Investors, already worried about the struggling economy, will be biting their fingernails as they wait to see whether the U.S. government will default on some of its obligations.
That ugly process is likely to be bad for stocks in what’s already the seasonally worst period of the year. But a timely agreement between Democrats and Republicans — which seems remote now — could spur a rebound. The failure to strike a deal could have the opposite effect, of course.
“The rhetoric will get more confusing over the next few weeks, and markets hate uncertainty,” said Greg Valliere, chief political strategist of Potomac Research Group. He thinks a deal ultimately will get done.
The stakes are high. The debt ceiling is an agreed-upon cap on the amount the U.S. Treasury can borrow. Congress has raised the debt limit 74 times since 1962 so the federal government can meet its obligations.

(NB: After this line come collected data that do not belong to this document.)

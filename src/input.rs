//! Sources of input lines for the interactive loop.

use anyhow::{Context, Result};
use rustyline::DefaultEditor;
use rustyline::error::ReadlineError;
use std::io::{self, BufRead, IsTerminal, StdinLock, Write};

/// Something the interpreter can prompt and read a line from.
pub trait LineReader {
    /// Shows `prompt` and reads one line with its terminator removed.
    ///
    /// Returns `Ok(None)` once the input is exhausted.
    fn read_line(&mut self, prompt: &str) -> Result<Option<String>>;
}

/// Interactive terminal input backed by `rustyline`.
///
/// Lines are not added to any history. Ctrl-C discards the current line and
/// yields an empty one, so the caller simply prompts again.
pub struct Terminal {
    editor: DefaultEditor,
}

impl Terminal {
    pub fn new() -> Result<Self> {
        let editor = DefaultEditor::new().context("failed to initialize line editor")?;
        Ok(Self { editor })
    }
}

impl LineReader for Terminal {
    fn read_line(&mut self, prompt: &str) -> Result<Option<String>> {
        match self.editor.readline(prompt) {
            Ok(line) => Ok(Some(line)),
            Err(ReadlineError::Interrupted) => Ok(Some(String::new())),
            Err(ReadlineError::Eof) => Ok(None),
            Err(err) => Err(err).context("failed to read line"),
        }
    }
}

/// Plain buffered input, used for pipes, files and tests.
///
/// The prompt is written to `prompt_out` and flushed before every read.
pub struct Buffered<R, W> {
    input: R,
    prompt_out: W,
}

impl<R: BufRead, W: Write> Buffered<R, W> {
    pub fn new(input: R, prompt_out: W) -> Self {
        Self { input, prompt_out }
    }
}

impl Buffered<StdinLock<'static>, io::Stdout> {
    /// Reads from the process's standard input and prompts on standard output.
    pub fn stdin() -> Self {
        Self::new(io::stdin().lock(), io::stdout())
    }
}

impl<R: BufRead, W: Write> LineReader for Buffered<R, W> {
    fn read_line(&mut self, prompt: &str) -> Result<Option<String>> {
        write!(self.prompt_out, "{}", prompt)?;
        self.prompt_out.flush()?;

        let mut buf = Vec::new();
        if self.input.read_until(b'\n', &mut buf)? == 0 {
            return Ok(None);
        }
        if buf.last() == Some(&b'\n') {
            buf.pop();
            if buf.last() == Some(&b'\r') {
                buf.pop();
            }
        }
        Ok(Some(String::from_utf8_lossy(&buf).into_owned()))
    }
}

/// Picks the line source for the process's standard input.
///
/// The line editor is used only when `editor` is requested and stdin is a terminal.
pub fn open_stdin(editor: bool) -> Result<Box<dyn LineReader>> {
    if editor && io::stdin().is_terminal() {
        Ok(Box::new(Terminal::new()?))
    } else {
        Ok(Box::new(Buffered::stdin()))
    }
}
use argh::FromArgs;
use log::debug;
use tinysh::{Interpreter, Quoting};

#[derive(FromArgs)]
/// Interactive command interpreter with the builtins exit, echo, type, cd and pwd.
struct Args {
    #[argh(option, default = "tinysh::DEFAULT_PROMPT.to_owned()")]
    /// text printed before every input line.
    prompt: String,

    #[argh(switch)]
    /// let double quotes group words, in addition to single quotes.
    double_quotes: bool,

    #[argh(switch)]
    /// read plain lines from stdin even when it is a terminal.
    no_editor: bool,
}

fn main() -> anyhow::Result<()> {
    env_logger::init();
    let args: Args = argh::from_env();

    let quoting = if args.double_quotes {
        Quoting::SingleAndDouble
    } else {
        Quoting::SingleOnly
    };
    debug!("starting with quoting {:?}, editor {}", quoting, !args.no_editor);

    let mut sh = Interpreter::default()
        .with_quoting(quoting)
        .with_prompt(args.prompt);
    let code = sh.repl(!args.no_editor)?;
    std::process::exit(code)
}
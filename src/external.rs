use crate::command::{CommandFactory, CommandLine, ExecutableCommand, ExitCode, Stdout};
use crate::env::Environment;
use crate::error::ShellError;
use crate::interpreter::Factory;
use anyhow::Result;
use log::debug;
use std::ffi::OsStr;
use std::fs;
use std::path::PathBuf;
use std::process::ExitStatus;

/// Command that is not a builtin.
pub struct ExternalCommand {
    name: String,
    path: PathBuf,
    args: Vec<String>,
}

impl ExternalCommand {
    /// `name` becomes the child's `argv[0]`; `path` is what actually gets executed.
    pub fn new(name: String, path: PathBuf, args: Vec<String>) -> Self {
        Self { name, path, args }
    }
}

impl CommandFactory for Factory<ExternalCommand> {
    fn try_create(
        &self,
        env: &Environment,
        line: &CommandLine,
    ) -> Option<Box<dyn ExecutableCommand>> {
        let name = line.name()?;
        let path = resolve(env, name)?;
        Some(Box::new(ExternalCommand::new(
            name.to_owned(),
            path,
            line.args().into_iter().map(str::to_owned).collect(),
        )))
    }
}

impl ExecutableCommand for ExternalCommand {
    fn execute(
        self: Box<Self>,
        mut stdout: Box<dyn Stdout>,
        env: &mut Environment,
    ) -> Result<ExitCode> {
        stdout.flush()?;

        let mut command = std::process::Command::new(&self.path);
        #[cfg(unix)]
        {
            use std::os::unix::process::CommandExt;
            command.arg0(&self.name);
        }
        command
            .args(&self.args)
            .stdout(stdout.stdio())
            .env_clear()
            .envs(env.vars.iter())
            .current_dir(&env.current_dir);

        debug!(
            "spawning {} as {:?} with {} args",
            self.path.display(),
            self.name,
            self.args.len()
        );
        let spawn_error = |source| ShellError::Spawn {
            name: self.name.clone(),
            source,
        };
        let mut child = command.spawn().map_err(spawn_error)?;
        let exit_status = child.wait().map_err(spawn_error)?;

        let code = match exit_status.code() {
            Some(x) => x,
            None => terminated_by_signal(exit_status),
        };
        debug!("{} exited with {}", self.name, code);
        Ok(code)
    }
}

#[cfg(unix)]
fn terminated_by_signal(exit_status: ExitStatus) -> i32 {
    use std::os::unix::process::ExitStatusExt;
    if let Some(signal) = ExitStatusExt::signal(&exit_status) {
        128 + signal
    } else if ExitStatusExt::core_dumped(&exit_status) {
        255
    } else {
        -1
    }
}

#[cfg(not(unix))]
fn terminated_by_signal(_exit_status: ExitStatus) -> i32 {
    -1
}

/// Resolve a command name to the file that should be executed.
///
/// Behavior:
/// - Name containing `/`: taken as a path (relative ones against the tracked
///   current directory) and returned if it exists. `PATH` is not consulted.
/// - Bare name: `PATH` is split on `:` and each directory is listed in order;
///   the first entry whose file name equals `name` wins and `dir/name` is returned.
///   Directories that cannot be listed are skipped.
/// - `PATH` unset or empty name: `None`.
///
/// Entries are matched by name only. Whether the match is an executable regular
/// file is left for the spawn to find out.
pub fn resolve(env: &Environment, name: &str) -> Option<PathBuf> {
    if name.is_empty() {
        return None;
    }

    if name.contains('/') {
        let path = env.current_dir.join(name);
        return path.exists().then_some(path);
    }

    let search_paths = env.get_var("PATH")?;
    find_in_path(search_paths, name)
}

fn find_in_path(search_paths: &str, name: &str) -> Option<PathBuf> {
    for dir in search_paths.split(':') {
        let entries = match fs::read_dir(dir) {
            Ok(entries) => entries,
            Err(err) => {
                debug!("skipping PATH entry {:?}: {}", dir, err);
                continue;
            }
        };
        let found = entries
            .filter_map(|entry| entry.ok())
            .any(|entry| entry.file_name() == OsStr::new(name));
        if found {
            return Some(PathBuf::from(format!("{}/{}", dir, name)));
        }
    }
    None
}
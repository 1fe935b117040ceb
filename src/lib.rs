//! A small interactive command interpreter.
//!
//! Each input line names either one of five builtins (`exit`, `echo`, `type`, `cd`,
//! `pwd`) or an external program found through `PATH`, which is spawned and waited
//! for before the next prompt. There are no pipelines, redirections or jobs.
//!
//! The main entry point is [`Interpreter`]. The public modules [`command`], [`env`]
//! and [`input`] expose the traits and types needed to plug in your own commands,
//! inject an environment, or drive the loop from something other than a terminal.

mod builtin;
pub mod command;
pub mod env;
mod error;
mod external;
pub mod input;
mod interpreter;
mod io_adapters;
mod lexer;

pub use builtin::BUILTINS;
pub use error::ShellError;
pub use external::resolve;
pub use interpreter::{DEFAULT_PROMPT, Interpreter};
pub use io_adapters::MemWriter;
pub use lexer::{Quoting, Word, tokenize};
use crate::command::ExitCode;
use std::collections::HashMap;
use std::env as stdenv;
use std::path::PathBuf;

/// Mutable, user-level view of the process environment used by the interpreter.
///
/// The environment contains:
/// - `vars`: the variables commands see, including `PATH` and `HOME`.
/// - `current_dir`: the working directory external commands are started in.
/// - `should_exit` / `exit_code`: a termination request raised by `exit`.
///
/// Variables are captured once and then only read from `vars`, so tests can hand
/// the interpreter any `PATH` or `HOME` without touching the real process.
#[derive(Debug, Clone)]
pub struct Environment {
    /// Key-value store of environment variables (e.g., PATH, HOME).
    pub vars: HashMap<String, String>,
    /// The current working directory for command execution.
    pub current_dir: PathBuf,
    /// When set to true, the interactive loop stops after the current line.
    pub should_exit: bool,
    /// Status the interpreter terminates with once `should_exit` is set.
    pub exit_code: ExitCode,
}

impl Environment {
    /// Capture the current process state into a new `Environment` instance.
    ///
    /// This copies variables from `std::env::vars()` and initializes `current_dir`
    /// from `std::env::current_dir()`.
    pub fn new() -> Self {
        Self::with_vars(stdenv::vars())
    }

    /// Build an environment from an explicit set of variables.
    ///
    /// The working directory is still taken from the process.
    pub fn with_vars<K, V>(vars: impl IntoIterator<Item = (K, V)>) -> Self
    where
        K: Into<String>,
        V: Into<String>,
    {
        let current_dir = stdenv::current_dir().unwrap_or_else(|_| PathBuf::from("."));
        Self {
            vars: vars.into_iter().map(|(k, v)| (k.into(), v.into())).collect(),
            current_dir,
            should_exit: false,
            exit_code: 0,
        }
    }

    /// Get the value of an environment variable.
    pub fn get_var(&self, key: &str) -> Option<&str> {
        self.vars.get(key).map(String::as_str)
    }

    /// Set or override an environment variable in `self.vars`.
    pub fn set_var(&mut self, key: impl Into<String>, val: impl Into<String>) {
        self.vars.insert(key.into(), val.into());
    }

    /// Ask the interpreter to stop with `code`.
    pub fn request_exit(&mut self, code: ExitCode) {
        self.should_exit = true;
        self.exit_code = code;
    }
}

impl Default for Environment {
    fn default() -> Self {
        Self::new()
    }
}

Usually it’s just a rubber-stamp exercise. But this time a Republican-controlled House of Representatives, which swept into power on the back of the Tea Party movement, is preparing to take a stand against too much federal spending and picked the debt ceiling as the battleground.
Valliere called the 87 freshman Tea Party House Republicans “unlike any group I’ve ever seen in my career. These people don’t give a damn about being re-elected. They feel they are on a mission from God to cut spending,” he told me.